如果我放在 plan/3 搜索分支开头的修剪表达式 ((nonvar(Plan), Plan == []) -> fail ; true ) 令人恼火,那么迭代加深技巧也应该如此。恕我直言,最好通过累加器使用树深度计数器和 return 计划。特别是如果有人将负责在生产系统中维护此类代码(即 "system in production",而不是 "forward-chaining rule-based system")。

% Based on
%
% Exercise 17.5 on page 429 of "Prolog Programming for Artificial Intelligence"
% by Ivan Bratko, 3rd edition
%
% The text says:
%
% "This planner searches through the state space in iterative-deepening style."
%
% See also:
%
% https://en.wikipedia.org/wiki/Iterative_deepening_depth-first_search
% https://en.wikipedia.org/wiki/Blocks_world
%
% The "iterative deepening" trick is all in the "Plan" list structure.
% If you remove it, the search becomes depth-first and no longer terminates!


% ----------
% Encapsulator to be called by user from the toplevel
% ----------

run :- 
   % Setting up
   start_state(State),
   final_state(Goals),
   % TODO: Build predicates that verify that State and Goal are actually validly constructed
   % Or choose better representations
   nb_setval(glob_plancalls,0), % global variable for counting calls (non-backtrackable)
   b_setval(glob_depth,0), % global variable for counting depth (backtrable)
   % plan/3 is backtrackable and generates different/successively longer plans on backtrack
   % it may however generate the same plan several times
   plan(State, Goals, Plan), 
   dump_plan(Plan,1).

% ----------
% Writing out a solution found
% ----------

dump_plan([P|R],N) :-
   % TODO: Verify that the plan indeed works!
   format('Plan step ~w: ~w~n',[N,P]),
   NN is N+1,
   dump_plan(R,NN).

dump_plan([],_).

% The representation of the blocks world (see below) is a bit unfortunate as places and blocks
% have to be declared separately and relationships between places and blocks, as well
% as among blocks themselves have to declared explicitely and consistently. 
% Additionally we have to specify which elements have a view of the sky (i.e. are clear/1)
% On the other hand, the final state and end state need not be specified fully, which is
% interesting (not sure what that means exactly regarding solution finding)
% The atoms used in describing places and blocks must be distinct due to program construction!

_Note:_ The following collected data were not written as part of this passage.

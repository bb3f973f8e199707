//! Stage machine vocabulary
//!
//! A project advances through a fixed pipeline of stages. Every stage has
//! three observable outcomes (running, error, success); a project's state
//! is the pair, plus the `NONE` initial state and the `CREATE_SUCCESS`
//! pseudo-state that bootstraps a freshly created project into its first
//! clean/clone cycle.

use serde::{Deserialize, Serialize};
use std::fmt;
use std::str::FromStr;

/// Pipeline stage
#[derive(Debug, Clone, Copy, PartialEq, Eq, Hash, Serialize, Deserialize)]
#[serde(rename_all = "lowercase")]
pub enum Stage {
    Clean,
    Clone,
    Prepare,
    Pull,
    Build,
    Prepackage,
    Package,
    Push,
    Tag,
    Delete,
}

impl Stage {
    /// Lowercase token used by webhooks and trigger definitions
    pub fn token(&self) -> &'static str {
        match self {
            Stage::Clean => "clean",
            Stage::Clone => "clone",
            Stage::Prepare => "prepare",
            Stage::Pull => "pull",
            Stage::Build => "build",
            Stage::Prepackage => "prepackage",
            Stage::Package => "package",
            Stage::Push => "push",
            Stage::Tag => "tag",
            Stage::Delete => "delete",
        }
    }

    /// Gerund form, used for in-progress states and task kinds
    pub fn running_name(&self) -> &'static str {
        match self {
            Stage::Clean => "CLEANING",
            Stage::Clone => "CLONING",
            Stage::Prepare => "PREPARING",
            Stage::Pull => "PULLING",
            Stage::Build => "BUILDING",
            Stage::Prepackage => "PREPACKAGING",
            Stage::Package => "PACKAGING",
            Stage::Push => "PUSHING",
            Stage::Tag => "TAGGING",
            Stage::Delete => "DELETING",
        }
    }

    /// Upper-case stem used in error/success state names
    pub fn stem(&self) -> &'static str {
        match self {
            Stage::Clean => "CLEAN",
            Stage::Clone => "CLONE",
            Stage::Prepare => "PREPARE",
            Stage::Pull => "PULL",
            Stage::Build => "BUILD",
            Stage::Prepackage => "PREPACKAGE",
            Stage::Package => "PACKAGE",
            Stage::Push => "PUSH",
            Stage::Tag => "TAG",
            Stage::Delete => "DELETE",
        }
    }

    /// All stages in pipeline order
    pub fn all() -> [Stage; 10] {
        [
            Stage::Clean,
            Stage::Clone,
            Stage::Prepare,
            Stage::Pull,
            Stage::Build,
            Stage::Prepackage,
            Stage::Package,
            Stage::Push,
            Stage::Tag,
            Stage::Delete,
        ]
    }
}

/// Unknown stage token
#[derive(Debug, Clone, thiserror::Error)]
#[error("unknown stage: {0}")]
pub struct ParseStageError(pub String);

impl FromStr for Stage {
    type Err = ParseStageError;

    fn from_str(s: &str) -> Result<Self, Self::Err> {
        Stage::all()
            .into_iter()
            .find(|stage| stage.token() == s)
            .ok_or_else(|| ParseStageError(s.to_string()))
    }
}

impl fmt::Display for Stage {
    fn fmt(&self, f: &mut fmt::Formatter<'_>) -> fmt::Result {
        f.write_str(self.token())
    }
}

/// Outcome of a stage execution
#[derive(Debug, Clone, Copy, PartialEq, Eq, Serialize, Deserialize)]
pub enum Outcome {
    Running,
    Error,
    Success,
}

/// Observable state of a project
///
/// The canonical string forms are the persistence strings (`CLEANING`,
/// `CLEAN_ERROR`, `CLEAN_SUCCESS`, ...) and round-trip through
/// `Display`/`FromStr`.
#[derive(Debug, Clone, Copy, PartialEq, Eq)]
pub enum ProjectState {
    None,
    CreateSuccess,
    Stage(Stage, Outcome),
}

impl fmt::Display for ProjectState {
    fn fmt(&self, f: &mut fmt::Formatter<'_>) -> fmt::Result {
        match self {
            ProjectState::None => f.write_str("NONE"),
            ProjectState::CreateSuccess => f.write_str("CREATE_SUCCESS"),
            ProjectState::Stage(stage, Outcome::Running) => f.write_str(stage.running_name()),
            ProjectState::Stage(stage, Outcome::Error) => {
                write!(f, "{}_ERROR", stage.stem())
            }
            ProjectState::Stage(stage, Outcome::Success) => {
                write!(f, "{}_SUCCESS", stage.stem())
            }
        }
    }
}

/// Unknown project state name
#[derive(Debug, Clone, thiserror::Error)]
#[error("unknown project state: {0}")]
pub struct ParseStateError(pub String);

impl FromStr for ProjectState {
    type Err = ParseStateError;

    fn from_str(s: &str) -> Result<Self, Self::Err> {
        if s == "NONE" {
            return Ok(ProjectState::None);
        }
        if s == "CREATE_SUCCESS" {
            return Ok(ProjectState::CreateSuccess);
        }
        for stage in Stage::all() {
            if s == stage.running_name() {
                return Ok(ProjectState::Stage(stage, Outcome::Running));
            }
        }
        if let Some(stem) = s.strip_suffix("_ERROR") {
            if let Some(stage) = Stage::all().into_iter().find(|stage| stage.stem() == stem) {
                return Ok(ProjectState::Stage(stage, Outcome::Error));
            }
        }
        if let Some(stem) = s.strip_suffix("_SUCCESS") {
            if let Some(stage) = Stage::all().into_iter().find(|stage| stage.stem() == stem) {
                return Ok(ProjectState::Stage(stage, Outcome::Success));
            }
        }
        Err(ParseStateError(s.to_string()))
    }
}

impl Serialize for ProjectState {
    fn serialize<S: serde::Serializer>(&self, serializer: S) -> Result<S::Ok, S::Error> {
        serializer.collect_str(self)
    }
}

#[cfg(test)]
mod tests {
    use super::*;

    #[test]
    fn test_stage_token_round_trip() {
        for stage in Stage::all() {
            assert_eq!(stage.token().parse::<Stage>().unwrap(), stage);
        }
    }

    #[test]
    fn test_unknown_stage_rejected() {
        assert!("deploy".parse::<Stage>().is_err());
        assert!("".parse::<Stage>().is_err());
    }

    #[test]
    fn test_state_names() {
        assert_eq!(
            ProjectState::Stage(Stage::Clean, Outcome::Running).to_string(),
            "CLEANING"
        );
        assert_eq!(
            ProjectState::Stage(Stage::Prepackage, Outcome::Error).to_string(),
            "PREPACKAGE_ERROR"
        );
        assert_eq!(
            ProjectState::Stage(Stage::Tag, Outcome::Success).to_string(),
            "TAG_SUCCESS"
        );
        assert_eq!(ProjectState::None.to_string(), "NONE");
        assert_eq!(ProjectState::CreateSuccess.to_string(), "CREATE_SUCCESS");
    }

    #[test]
    fn test_state_round_trip() {
        let mut names = vec!["NONE".to_string(), "CREATE_SUCCESS".to_string()];
        for stage in Stage::all() {
            for outcome in [Outcome::Running, Outcome::Error, Outcome::Success] {
                names.push(ProjectState::Stage(stage, outcome).to_string());
            }
        }
        for name in names {
            let state: ProjectState = name.parse().unwrap();
            assert_eq!(state.to_string(), name);
        }
    }

    #[test]
    fn test_unknown_state_rejected() {
        assert!("DEPLOY_SUCCESS".parse::<ProjectState>().is_err());
        assert!("cleaning".parse::<ProjectState>().is_err());
    }
}
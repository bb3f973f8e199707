//! RACS Server
//!
//! The orchestrator binary: owns a collection of projects, each bound to
//! a remote repository and a container build/package recipe, and drives
//! a fixed pipeline (clean, clone, prepare, pull, build, prepackage,
//! package, push, tag) for each of them by invoking podman and git.
//!
//! Architecture:
//! - Configuration: clap flags with environment fallbacks
//! - Persistence: single-writer SQLite store with repositories per entity
//! - Engine: one serial worker per project, an event broker, the task
//!   executor, change detector, credential binder and registry sessions
//! - Runtime: start-up reconstruction, worker spawning, image pruning
//! - API: axum HTTP surface with an SSE event stream

pub mod api;
pub mod config;
pub mod db;
pub mod engine;
pub mod layout;
pub mod repository;
pub mod runtime;
pub mod state;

start_state([on(a,1), on(b,a), on(c,b), clear(c), clear(2), clear(3), clear(4)]).
final_state([on(a,2), on(b,a), on(c,b), clear(c), clear(1), clear(3), clear(4)]).

% ----------
% Representation of the blocks world
% ----------

% We have BLOCKs identified by atoms a,b,c, ...
% Each of those is identified by block/1 attribute.
% A block/1 is clear/1 if there is nothing on top of it.
% A block/1 is on(Block, Object) where Object is a block/1 or place/1.

block(a).
block(b).
block(c).

% We have PLACEs (i.e. columns of blocks) onto which to stack blocks.
% Each of these is identified by place/1 attribute.
% A place/1 can be clear/1 if there is nothing on top of it.
% (In fact these are like special immutable blocks and should be modeled as such)

place(1).
place(2).
place(3).
place(4).

% OBJECTs are place/1 or block/1.

object(X) :- place(X) ; block(X).

% ACTIONs are terms "move( Block, From, To)".
% "Block" must be block/1.
% "From" must be object/1 (i.e. block/1 or place/1).
% "To" must be object/1 (i.e. block/1 or place/1).
% Evidently constraints exist for a move/3 to be possible from or to any given state.

% STATEs are sets (implemented by lists) of "goal" terms.
% A goal term is "on( X, Y)" or "clear(Y)" where Y is object/1 and X is block/1.

% ----------
% plan( +State, +Goals, -Plan)
% Build a "Plan" get from "State" to "Goals".
% "State" and "Goals" are sets (implemented as lists) of goal terms.
% "Plan" is a list of action terms.
% The implementation works "backwards" from the "Goals" goal term list towards the "State" goal term list.
% ----------

% ___ Satisfaction branch ____ 

% This can only succeed if we are at the "end" of a Plan (the Plan must match '[]') and State matches Goal.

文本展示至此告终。